Department of Electrical and Computer Engineering, Sultan Qaboos University, Al-Khoud, 123 Muscat, Oman.
Department of Neurology, University of Kiel, D-24105 Kiel, Germany.
Technol Health Care. 2020;28(5):461-476. doi: 10.3233/THC-191947.
Although careful clinical examination and medical history are the most important steps towards a diagnostic separation between different tremors, the electro-physiological analysis of the tremor using accelerometry and electromyography (EMG) of the affected limbs are promising tools.
A soft-decision wavelet-based decomposition technique is applied with 8 decomposition stages to estimate the power spectral density of accelerometer and surface EMG signals (sEMG) sampled at 800 Hz. A discrimination factor between physiological tremor (PH) and pathological tremor, namely, essential tremor (ET) and the tremor caused by Parkinson's disease (PD), is obtained by summing the power entropy in band 6 (B6: 7.8125-9.375 Hz) and band 11 (B11: 15.625-17.1875 Hz).
A discrimination accuracy of 93.87% is obtained between the PH group and the ET & PD group using a voting between three results obtained from the accelerometer signal and two sEMG signals.

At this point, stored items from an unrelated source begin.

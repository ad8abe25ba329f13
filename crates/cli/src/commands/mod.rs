//! Subcommand implementations

pub mod pairings;
pub mod schedule;
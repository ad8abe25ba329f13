//! Configuration loading
//!
//! Reads the client configuration from environment variables or a JSON /
//! TOML file.

pub mod loader;

pub use loader::{load, load_from_env, load_from_file, probe_config_paths};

Biomedical signal processing techniques based on high resolution wavelet spectral analysis of accelerometer and sEMG signals are implemented to efficiently perform classification between physiological tremor and pathological tremor.
尽管仔细的临床检查和病史是对不同震颤进行诊断性区分的最重要步骤,但使用加速度计和受影响肢体的肌电图(EMG)对震颤进行电生理分析是很有前途的工具。

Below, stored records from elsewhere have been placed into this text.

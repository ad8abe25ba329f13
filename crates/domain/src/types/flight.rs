//! Flight sector as returned by the flight schedule endpoint

use serde::{Deserialize, Serialize};
use serde_json::Value;

use super::flight_times::{Delay, FlightTimes};
use super::load::{FreightInfo, PassengerInfo};
use super::roster::Roster;
use crate::utils::json::{decode, required};
use crate::Result;

/// One scheduled sector
#[derive(Debug, Clone, PartialEq, Serialize, Deserialize)]
pub struct Flight {
    pub flight_number: String,
    pub airline_code: Option<String>,
    /// IATA code of the departure airport
    pub departure_airport: String,
    /// IATA code of the arrival airport
    pub arrival_airport: String,
    /// Aircraft subtype code, e.g. `73H`
    pub aircraft_type: Option<String>,
    pub aircraft_registration: Option<String>,
    pub status: Option<String>,
    pub times: FlightTimes,
    pub delays: Vec<Delay>,
    pub roster: Roster,
    pub passenger_info: Option<PassengerInfo>,
    pub freight_info: Option<FreightInfo>,
}

impl Flight {
    /// Build a flight from one entry of an aircraft's `sectors` array.
    ///
    /// # Errors
    /// Returns [`crate::CrewConnectError::Schema`] when the flight number or
    /// either airport is missing, or a nested record is invalid.
    pub fn from_raw(raw: &Value) -> Result<Self> {
        let dto: FlightDto = decode("Flight", raw)?;

        Ok(Self {
            flight_number: required(dto.flight_number, "Flight", "flightNumber")?,
            airline_code: dto.airline_code,
            departure_airport: required(
                dto.departure_airport_code,
                "Flight",
                "departureAirportCode",
            )?,
            arrival_airport: required(dto.arrival_airport_code, "Flight", "arrivalAirportCode")?,
            aircraft_type: dto.aircraft_type,
            aircraft_registration: dto.aircraft_registration,
            status: dto.status,
            times: dto
                .flight_times
                .as_ref()
                .map(FlightTimes::from_raw)
                .transpose()?
                .unwrap_or_default(),
            delays: dto
                .delays
                .unwrap_or_default()
                .iter()
                .map(Delay::from_raw)
                .collect::<Result<_>>()?,
            roster: Roster::from_raw(&dto.crew_members.unwrap_or_default())?,
            passenger_info: dto.passenger_info.as_ref().map(PassengerInfo::from_raw).transpose()?,
            freight_info: dto.freight_info.as_ref().map(FreightInfo::from_raw).transpose()?,
        })
    }

    /// True when no crew member with `role` is assigned to this sector.
    #[must_use]
    pub fn is_missing_crew_members(&self, role: &str) -> bool {
        self.roster.is_missing(role)
    }
}

#[derive(Debug, Deserialize)]
#[serde(rename_all = "camelCase")]
struct FlightDto {
    flight_number: Option<String>,
    airline_code: Option<String>,
    departure_airport_code: Option<String>,
    arrival_airport_code: Option<String>,
    aircraft_type: Option<String>,
    aircraft_registration: Option<String>,
    status: Option<String>,
    flight_times: Option<Value>,
    delays: Option<Vec<Value>>,
    crew_members: Option<Vec<Value>>,
    passenger_info: Option<Value>,
    freight_info: Option<Value>,
}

应用软决策小波分解技术,对以 800 Hz 采样的加速度计和表面肌电图(sEMG)信号进行 8 级分解,以估计其功率谱密度。通过在频带 6(B6:7.8125-9.375 Hz)和频带 11(B11:15.625-17.1875 Hz)中求和功率熵,得出一种区分生理性震颤(PH)与病理性震颤(即特发性震颤(ET)和帕金森病引起的震颤)的判别因子。
使用加速度计信号和两个 sEMG 信号的三个结果之间的投票,在 PH 组和 ET&PD 组之间获得了 93.87%的判别准确率。
基于加速度计和 sEMG 信号的高分辨率小波谱分析的生物医学信号处理技术被用于有效地对生理性震颤和病理性震颤进行分类。